Consider raising pay of foreign cleaners, too

Foreign visitors often comment on how clean Singapore is, perhaps not appreciating that there is an army of cleaners who make it that way.

These workers do a necessary job that most people don’t want to do, yet they are among the most poorly paid in the country. Moves to raise the basic pay of local cleaners (“Steps to hike pay for 40,000 cleaners unveiled”; Dec 13) are therefore welcome.

However, a thought should also be spared for the migrant workers who make up a significant proportion of Singapore’s cleaners and who are not covered by the recommendations of the Tripartite Cluster for Cleaners.
Many work long hours and still receive significantly less pay than what most local cleaners receive in a normal working week.

Bangladeshi cleaning workers are generally paid between $500 and $800 a month and work 12-hour days, whereas the current target for basic pay for a local worker is at least $1,000 a month for a standard working week, although they perform similar work.

Isn’t it time a determined effort was made to raise the pay of these low-paid workers, too?

Noorashikin A. Rahman (Dr)
President
Transient Workers Count Too

The background was an article in the newspaper and an opinion piece as below:

Steps to hike pay for 40,000 cleaners unveiled

Straits Times, 13 December 2016

Cleaners’ basic pay will go up by $200 in the next three years, starting from next July. It will then rise yearly by 3 per cent for three years.

Those employed by the same business for at least 12 months will get a yearly bonus, starting from 2020, of two weeks of basic monthly pay.

The recommendations, unveiled by the Tripartite Cluster for Cleaners (TCC) yesterday, further boost the wages of some of Singapore’s lowest-paid workers.

Said National Trades Union Congress assistant secretary-general Zainal Sapari, who chairs TCC: “The (change) may be seen as a half-step, but (it) is a big half-step. This is the first time we are forcing an industry’s annual increments, as well as some form of bonus.”

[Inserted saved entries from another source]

//! Candidate solutions and distance-ordered solution sets.

use rand::Rng;

/// Distance marking a solution that has not been evaluated.
pub const UNSET_DISTANCE: f64 = -1.0;

/// A customer permutation together with its simulated distance.
///
/// # Examples
///
/// ```
/// use evrp_routing::models::Solution;
///
/// let s = Solution::new(vec![3, 1, 2], 42.0);
/// assert_eq!(s.tour, vec![3, 1, 2]);
/// assert!(Solution::default().is_unset());
/// ```
#[derive(Debug, Clone, PartialEq)]
pub struct Solution {
    /// Customer indices in visiting order.
    pub tour: Vec<usize>,
    /// True driven distance of `tour`.
    pub distance: f64,
}

impl Solution {
    pub fn new(tour: Vec<usize>, distance: f64) -> Self {
        Self { tour, distance }
    }

    /// Returns `true` if this solution has never been evaluated.
    pub fn is_unset(&self) -> bool {
        self.distance == UNSET_DISTANCE
    }
}

impl Default for Solution {
    fn default() -> Self {
        Self::new(Vec::new(), UNSET_DISTANCE)
    }
}

/// A multiset of solutions kept in ascending distance order.
///
/// Solutions with equal distance are all retained, in insertion order.
///
/// # Examples
///
/// ```
/// use evrp_routing::models::{Solution, SolutionSet};
///
/// let mut set = SolutionSet::new();
/// set.insert(Solution::new(vec![1, 2], 30.0));
/// set.insert(Solution::new(vec![2, 1], 10.0));
/// assert_eq!(set.best().map(|s| s.distance), Some(10.0));
/// assert_eq!(set.average_distance(), Some(20.0));
/// ```
#[derive(Debug, Clone, Default)]
pub struct SolutionSet {
    solutions: Vec<Solution>,
    sum_distances: f64,
}

impl SolutionSet {
    pub fn new() -> Self {
        Self::default()
    }

    /// Inserts a solution, keeping the set sorted by distance.
    pub fn insert(&mut self, solution: Solution) {
        let pos = self
            .solutions
            .partition_point(|s| s.distance <= solution.distance);
        self.sum_distances += solution.distance;
        self.solutions.insert(pos, solution);
    }

    /// The solution with the smallest distance.
    pub fn best(&self) -> Option<&Solution> {
        self.solutions.first()
    }

    /// A uniformly chosen member.
    pub fn random<R: Rng + ?Sized>(&self, rng: &mut R) -> Option<&Solution> {
        if self.solutions.is_empty() {
            return None;
        }
        let idx = rng.random_range(0..self.solutions.len());
        self.solutions.get(idx)
    }

    /// Smallest distance in the set.
    pub fn min_distance(&self) -> Option<f64> {
        self.best().map(|s| s.distance)
    }

    /// Mean distance over every inserted solution.
    pub fn average_distance(&self) -> Option<f64> {
        if self.solutions.is_empty() {
            None
        } else {
            Some(self.sum_distances / self.solutions.len() as f64)
        }
    }

    pub fn len(&self) -> usize {
        self.solutions.len()
    }

    pub fn is_empty(&self) -> bool {
        self.solutions.is_empty()
    }

    /// Iterates in ascending distance order.
    pub fn iter(&self) -> impl Iterator<Item = &Solution> {
        self.solutions.iter()
    }

    /// The tours of every member, best first.
    pub fn tours(&self) -> Vec<Vec<usize>> {
        self.solutions.iter().map(|s| s.tour.clone()).collect()
    }
}

impl Extend<Solution> for SolutionSet {
    fn extend<T: IntoIterator<Item = Solution>>(&mut self, iter: T) {
        for s in iter {
            self.insert(s);
        }
    }
}

impl FromIterator<Solution> for SolutionSet {
    fn from_iter<T: IntoIterator<Item = Solution>>(iter: T) -> Self {
        let mut set = Self::new();
        set.extend(iter);
        set
    }
}
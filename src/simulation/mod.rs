//! Battery- and load-aware drive simulation.
//!
//! [`Vehicle`] turns an encoded tour (customers only) into the route an
//! electric vehicle actually drives, inserting depot returns and charger
//! stops, and reports its true distance.

mod vehicle;

pub use vehicle::{DriveReport, Path, PathOutcome, Vehicle, IMPOSSIBLE_ROUTE_PENALTY};
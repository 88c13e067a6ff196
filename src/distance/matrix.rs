//! Dense distance matrix over every node of an instance.

use crate::models::Node;

/// A dense n×n Euclidean distance matrix stored in row-major order.
///
/// Rows and columns are node indices, so the depot is row 0 and chargers and
/// customers follow in instance order.
///
/// # Examples
///
/// ```
/// use evrp_routing::models::Node;
/// use evrp_routing::distance::DistanceMatrix;
///
/// let nodes = vec![
///     Node::depot(0, 0.0, 0.0),
///     Node::charger(1, 0.0, 8.0),
///     Node::customer(2, 3.0, 4.0, 10),
/// ];
/// let dm = DistanceMatrix::from_nodes(&nodes);
/// assert!((dm.get(0, 2) - 5.0).abs() < 1e-10);
/// assert_eq!(dm.nearest_neighbor(0, &[1, 2]), Some(2));
/// ```
#[derive(Debug, Clone)]
pub struct DistanceMatrix {
    data: Vec<f64>,
    size: usize,
}

impl DistanceMatrix {
    /// Computes pairwise Euclidean distances between nodes.
    pub fn from_nodes(nodes: &[Node]) -> Self {
        let size = nodes.len();
        let mut data = vec![0.0; size * size];
        for i in 0..size {
            for j in (i + 1)..size {
                let d = nodes[i].distance_to(&nodes[j]);
                data[i * size + j] = d;
                data[j * size + i] = d;
            }
        }
        Self { data, size }
    }

    /// Distance from node `from` to node `to`.
    ///
    /// # Panics
    ///
    /// Panics if either index is out of bounds.
    pub fn get(&self, from: usize, to: usize) -> f64 {
        self.data[from * self.size + to]
    }

    /// Number of nodes covered by this matrix.
    pub fn size(&self) -> usize {
        self.size
    }

    /// Total distance of driving `route` stop by stop.
    pub fn path_length(&self, route: &[usize]) -> f64 {
        route.windows(2).map(|w| self.get(w[0], w[1])).sum()
    }

    /// The candidate closest to `from`. Ties keep the earliest candidate.
    ///
    /// Returns `None` if `candidates` is empty.
    pub fn nearest_neighbor(&self, from: usize, candidates: &[usize]) -> Option<usize> {
        candidates
            .iter()
            .copied()
            .min_by(|&a, &b| self.get(from, a).total_cmp(&self.get(from, b)))
    }
}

The Government has accepted the recommendations, which will benefit about 40,000 Singaporeans and permanent residents employed by more than 1,200 cleaning firms.

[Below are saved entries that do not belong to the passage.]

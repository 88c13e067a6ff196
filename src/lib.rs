//! # evrp-routing
//!
//! Electric vehicle routing: a single vehicle with limited battery and load
//! serves every customer, recharging at charging stations and restocking at
//! the depot.
//!
//! Solutions are encoded as customer permutations. A [`simulation::Vehicle`]
//! drives an encoded tour, inserting depot and charger stops as needed, and
//! reports the true distance. The optimisers in [`algorithms`] search the
//! permutation space against that distance.
//!
//! ## Modules
//!
//! - [`models`] — Nodes, vehicle parameters, problem definition, solutions, results
//! - [`distance`] — Euclidean distance matrix
//! - [`instance`] — Benchmark instance parser
//! - [`tour`] — Encoded tour helpers and validation
//! - [`simulation`] — Battery and load constrained drive simulation
//! - [`algorithms`] — Random search, genetic algorithm, NEH heuristic
//! - [`solver`] — Timed runs, parallel repetitions, CSV result log
//! - [`config`] — Algorithm settings loadable from JSON

pub mod algorithms;
pub mod config;
pub mod distance;
pub mod instance;
pub mod models;
pub mod simulation;
pub mod solver;
pub mod tour;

Companies with service contracts that start before next July have until July 1, 2018 to comply with the recommended wages.

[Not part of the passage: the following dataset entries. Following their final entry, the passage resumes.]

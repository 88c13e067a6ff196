//! Graph node and time window types.

use serde::{Deserialize, Serialize};

/// Service window during which a customer expects the vehicle.
///
/// Arrivals outside the window are reported by the simulator but never
/// rejected.
///
/// # Examples
///
/// ```
/// use evrp_routing::models::TimeWindow;
///
/// let tw = TimeWindow::new(100.0, 200.0).unwrap();
/// assert!(tw.contains(150.0));
/// assert!(!tw.contains(250.0));
/// ```
#[derive(Debug, Clone, Copy, PartialEq, Serialize, Deserialize)]
pub struct TimeWindow {
    ready: f64,
    due: f64,
}

impl TimeWindow {
    /// Creates a new time window.
    ///
    /// Returns `None` if `ready > due` or either bound is NaN.
    pub fn new(ready: f64, due: f64) -> Option<Self> {
        if ready.is_nan() || due.is_nan() || ready > due {
            return None;
        }
        Some(Self { ready, due })
    }

    /// Earliest allowed arrival.
    pub fn ready(&self) -> f64 {
        self.ready
    }

    /// Latest allowed arrival.
    pub fn due(&self) -> f64 {
        self.due
    }

    /// Returns `true` if `time` lies inside the window (bounds included).
    pub fn contains(&self, time: f64) -> bool {
        time >= self.ready && time <= self.due
    }
}

/// Role of a node in the EVRP graph.
#[derive(Debug, Clone, Copy, PartialEq, Eq, Hash, Serialize, Deserialize)]
pub enum NodeKind {
    /// Start and end of every subtour. Refills battery and inventory.
    Depot,
    /// Charging station. Refills the battery only.
    Charger,
    /// Customer with a positive demand.
    Customer,
}

impl NodeKind {
    /// Parses the single-letter type code used by instance files
    /// (`d`, `f`, `c`).
    pub fn from_code(code: char) -> Option<Self> {
        match code {
            'd' | 'D' => Some(Self::Depot),
            'f' | 'F' => Some(Self::Charger),
            'c' | 'C' => Some(Self::Customer),
            _ => None,
        }
    }

    /// Single-letter type code.
    pub fn code(&self) -> char {
        match self {
            Self::Depot => 'd',
            Self::Charger => 'f',
            Self::Customer => 'c',
        }
    }
}

/// A location in the EVRP graph: the depot, a charging station or a customer.
///
/// Nodes are identified by `index`, their position in the instance file. The
/// depot is always index 0. Two nodes compare equal when their indices match,
/// whatever their other fields hold.
///
/// # Examples
///
/// ```
/// use evrp_routing::models::{Node, NodeKind};
///
/// let depot = Node::depot(0, 35.0, 35.0);
/// assert_eq!(depot.kind(), NodeKind::Depot);
///
/// let c = Node::customer(3, 38.0, 39.0, 10);
/// assert_eq!(c.demand(), 10);
/// assert!((depot.distance_to(&c) - 5.0).abs() < 1e-10);
/// ```
#[derive(Debug, Clone, Serialize, Deserialize)]
pub struct Node {
    index: usize,
    x: f64,
    y: f64,
    demand: i32,
    kind: NodeKind,
    time_window: Option<TimeWindow>,
    service_time: f64,
}

impl Node {
    /// Creates a node of any kind.
    pub fn new(index: usize, kind: NodeKind, x: f64, y: f64, demand: i32) -> Self {
        Self {
            index,
            x,
            y,
            demand,
            kind,
            time_window: None,
            service_time: 0.0,
        }
    }

    /// Creates the depot (demand 0).
    pub fn depot(index: usize, x: f64, y: f64) -> Self {
        Self::new(index, NodeKind::Depot, x, y, 0)
    }

    /// Creates a charging station (demand 0).
    pub fn charger(index: usize, x: f64, y: f64) -> Self {
        Self::new(index, NodeKind::Charger, x, y, 0)
    }

    /// Creates a customer.
    pub fn customer(index: usize, x: f64, y: f64, demand: i32) -> Self {
        Self::new(index, NodeKind::Customer, x, y, demand)
    }

    /// Sets the service time window.
    pub fn with_time_window(mut self, tw: TimeWindow) -> Self {
        self.time_window = Some(tw);
        self
    }

    /// Sets the time spent servicing this node.
    pub fn with_service_time(mut self, service_time: f64) -> Self {
        self.service_time = service_time;
        self
    }

    /// Position of this node in the instance (0 = depot).
    pub fn index(&self) -> usize {
        self.index
    }

    pub fn x(&self) -> f64 {
        self.x
    }

    pub fn y(&self) -> f64 {
        self.y
    }

    /// Units to deliver here. Always 0 for the depot and chargers.
    pub fn demand(&self) -> i32 {
        self.demand
    }

    pub fn kind(&self) -> NodeKind {
        self.kind
    }

    /// Returns `true` for charging stations.
    ///
    /// The depot also refills the battery, but through a separate rule, so it
    /// is not a charger here.
    pub fn is_charger(&self) -> bool {
        self.kind == NodeKind::Charger
    }

    pub fn is_customer(&self) -> bool {
        self.kind == NodeKind::Customer
    }

    pub fn time_window(&self) -> Option<&TimeWindow> {
        self.time_window.as_ref()
    }

    pub fn service_time(&self) -> f64 {
        self.service_time
    }

    /// Euclidean distance to another node.
    pub fn distance_to(&self, other: &Node) -> f64 {
        (self.x - other.x).hypot(self.y - other.y)
    }
}

impl PartialEq for Node {
    fn eq(&self, other: &Self) -> bool {
        self.index == other.index
    }
}

impl Eq for Node {}

#[cfg(test)]
mod tests {
    use super::*;

    #[test]
    fn test_time_window_rejects_inverted_bounds() {
        assert!(TimeWindow::new(20.0, 10.0).is_none());
        assert!(TimeWindow::new(f64::NAN, 10.0).is_none());
    }

    #[test]
    fn test_time_window_open_ended() {
        let tw = TimeWindow::new(0.0, f64::INFINITY).expect("valid");
        assert!(tw.contains(1e12));
    }

    #[test]
    fn test_node_kind_codes() {
        assert_eq!(NodeKind::from_code('d'), Some(NodeKind::Depot));
        assert_eq!(NodeKind::from_code('f'), Some(NodeKind::Charger));
        assert_eq!(NodeKind::from_code('c'), Some(NodeKind::Customer));
        assert_eq!(NodeKind::from_code('x'), None);
        assert_eq!(NodeKind::Charger.code(), 'f');
    }

    #[test]
    fn test_equality_by_index() {
        let a = Node::customer(4, 1.0, 2.0, 10);
        let b = Node::customer(4, 9.0, 9.0, 30);
        let c = Node::customer(5, 1.0, 2.0, 10);
        assert_eq!(a, b);
        assert_ne!(a, c);
    }

    #[test]
    fn test_depot_is_not_a_charger() {
        assert!(!Node::depot(0, 0.0, 0.0).is_charger());
        assert!(Node::charger(1, 0.0, 0.0).is_charger());
    }

    #[test]
    fn test_builders() {
        let tw = TimeWindow::new(10.0, 50.0).expect("valid");
        let n = Node::customer(2, 0.0, 0.0, 5)
            .with_time_window(tw)
            .with_service_time(90.0);
        assert_eq!(n.time_window().map(|t| t.due()), Some(50.0));
        assert_eq!(n.service_time(), 90.0);
    }

    #[test]
    fn test_distance_symmetric() {
        let a = Node::depot(0, 1.0, 2.0);
        let b = Node::customer(1, 4.0, 6.0, 1);
        assert!((a.distance_to(&b) - 5.0).abs() < 1e-10);
        assert!((a.distance_to(&b) - b.distance_to(&a)).abs() < 1e-10);
    }
}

The TCC suggestions follow its review of the progressive wage model in the cleaning industry. The modelaims to raise the pay of low-wage workers through skills upgrading and improvements in productivity.

It applies to the cleaning, security and landscape sectors, and became compulsory for the cleaning industry in September last year.

The model specifies a starting pay of at least $1,000 a month for cleaners, with wages rising to $1,400 and more for higher-skilled cleaners, and from $1,600 for supervisors.

The median basic wage of full-time cleaners grew by 9 per cent per annum from 2012 to last year. It was $1,100 in June last year.

Said Mr Zainal: “We need to make employment terms and conditions better. Otherwise, the type of workers attracted to the cleaning industry will be the vulnerable ones.”

In an accompanying opinion piece by journalist Toh Yong Chuan (Straits Times, 13 December 2016, Giving cleaners a reason to celebrate – for six years), it was pointed out that the new proposal is a continuation of steady increments over the last few years.

Over the past few years, cleaners have seen their pay go up. As of June last year, they were earning a basic median salary of $1,100 a month, compared with about $800 just four years ago.

This was the result of a recommendation by a national committee of unionists, employers and civil servants in 2012 to set a minimum salary for local cleaners: Those cleaning offices will get at least $1,000 a month in basic pay and those cleaning hawker centres will get $1,200 a month.

A new law that kicked in from September last year also made it compulsory for cleaning companies to implement the minimum wages.

The new proposal is however more structured and spread over six years, such that a cleaner earning the floor of $1,000 a month will see his salary go up to $1,200 in 2019 and $1,312 in 2022. The new plan also has the government’s endorsement. The Singapore government has previously been against notions of mandatory minimum wages, preferring instead to see wages linked to productivity improvements.

For 10 long years, between 2001 and 2010, the wages of cleaners had been depressed. This was the decade which saw an influx of foreign workers doing low-wage jobs, which, in turn, depressed wages, and cleaners were particularly vulnerable as they were mostly older, less-educated workers who did not have many other job options.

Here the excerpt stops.